La photographie, fantasme de vérité

La photographe Tokuko Ushioda, qui fait partie de l’exposition, dans son atelier
Photo: Bas Princen La photographe Tokuko Ushioda, qui fait partie de l’exposition, dans son atelier

Les photographes et architectes Stefano Graziani et Bas Princen sont les commissaires de l’exposition Les vies des documents. La photographie en tant que projet, issue d’une réflexion sur les exceptionnelles archives photographiques du Centre canadien d’architecture (CCA). Mais le résultat est bien plus qu’une présentation sur la photo d’architecture, genre qui dépasse de loin l’idée simpliste d’une image qui documenterait froidement et objectivement des bâtiments.

La recherche ici proposée est une réflexion sur les usages multiples de la photo contemporaine, et même ancienne, ce qui mène à un questionnement sur le concept même de la représentation. Une analyse qui dépasse de loin le discours répétitif actuel, souvent creux, sur l’image numérique qui s’opposerait ou se distinguerait absolument de la photo argentique, propos qui fait de la technique, et non de la volonté des artistes, le moteur ou le cadre limitatif de la création.

S’approcher du réel

La proposition de Graziani et Princen est d’une grande pertinence.
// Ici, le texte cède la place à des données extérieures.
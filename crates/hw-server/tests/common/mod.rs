//! Shared test harness for integration tests.
//!
//! Provides [`TestHarness`] which creates an in-memory DB, default config,
//! and full [`AppContext`], plus helpers that drive the router with
//! `tower::ServiceExt::oneshot`.

#![allow(dead_code)]

use axum::body::Body;
use axum::http::{header, Request, Response};
use axum::Router;
use http_body_util::BodyExt;
use tower::ServiceExt;

use hw_core::config::Config;
use hw_core::ItemId;
use hw_db::models::{Item, NewItem};
use hw_db::pool::{get_conn, init_memory_pool, DbPool};
use hw_server::context::AppContext;
use hw_server::router::build_router;

/// Test harness wrapping a fully-constructed [`AppContext`] backed by an
/// in-memory database.
pub struct TestHarness {
    pub ctx: AppContext,
    pub db: DbPool,
}

impl TestHarness {
    /// Create a new harness with default configuration and in-memory DB.
    pub fn new() -> Self {
        let db = init_memory_pool().expect("failed to create in-memory pool");
        let ctx = AppContext::new(db.clone(), Config::default());
        Self { ctx, db }
    }

    /// Router without static file serving.
    pub fn router(&self) -> Router {
        build_router(self.ctx.clone(), None)
    }

    /// Insert an item directly through the query layer.
    pub fn create_item(&self, class_name: &str, assignment_name: &str) -> ItemId {
        let conn = get_conn(&self.db).unwrap();
        hw_db::queries::items::create_item(
            &conn,
            &NewItem {
                class_name: Some(class_name.into()),
                assignment_name: Some(assignment_name.into()),
                due_date: Some("2024-01-01".into()),
                priority_rating: Some("3".into()),
            },
        )
        .unwrap()
    }

    /// Read an item directly through the query layer.
    pub fn fetch_item(&self, id: ItemId) -> Option<Item> {
        let conn = get_conn(&self.db).unwrap();
        hw_db::queries::items::get_item(&conn, id).unwrap()
    }

    /// Number of rows in the `Item` table.
    pub fn item_count(&self) -> usize {
        let conn = get_conn(&self.db).unwrap();
        hw_db::queries::items::list_items(&conn).unwrap().len()
    }

    /// Break the schema so every item statement fails.
    pub fn drop_item_table(&self) {
        let conn = get_conn(&self.db).unwrap();
        conn.execute_batch("DROP TABLE Item").unwrap();
    }

    pub async fn get(&self, uri: &str) -> Response<Body> {
        self.router()
            .oneshot(Request::get(uri).body(Body::empty()).unwrap())
            .await
            .unwrap()
    }

    pub async fn post_form(&self, uri: &str, body: &str) -> Response<Body> {
        self.router()
            .oneshot(
                Request::post(uri)
                    .header(header::CONTENT_TYPE, "application/x-www-form-urlencoded")
                    .body(Body::from(body.to_string()))
                    .unwrap(),
            )
            .await
            .unwrap()
    }
}

/// Helper to get response body as string.
pub async fn body_to_string(response: Response<Body>) -> String {
    let bytes = response.into_body().collect().await.unwrap().to_bytes();
    String::from_utf8(bytes.to_vec()).unwrap()
}

/// The `Location` header of a redirect.
pub fn location(response: &Response<Body>) -> String {
    response
        .headers()
        .get(header::LOCATION)
        .expect("missing Location header")
        .to_str()
        .unwrap()
        .to_string()
}

/// Item id at the end of a `/inventory/details/<id>` location.
pub fn id_from_location(location: &str) -> ItemId {
    location
        .strip_prefix("/inventory/details/")
        .expect("not a details location")
        .parse()
        .unwrap()
}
La photo y est perçue comme un projet, une démarche artistique et intellectuelle tentant de s’approcher du réel avec une attention et une sensibilité particulières, toujours renouvelées. Une expérience empirique plutôt qu’une méthode à appliquer mécaniquement.

On y apprécie en particulier la série de neuf entrevues et discussions menées par les commissaires auprès de l’artiste Lara Almarcegui, des photographes Naoya Hatakeyama et Takashi Homma, de l’architecte et fondatrice du CCA, Phyllis Lambert…

Le photographe Jeff Wall y parle de l’hybridation photographique, du fait qu’en art, il y a eu la disparition des distinctions entre les idées d’artifice ou de fiction et le genre du photoreportage. Il parle aussi de la porosité entre la photographie et d’autres formes d’art, dont la performance.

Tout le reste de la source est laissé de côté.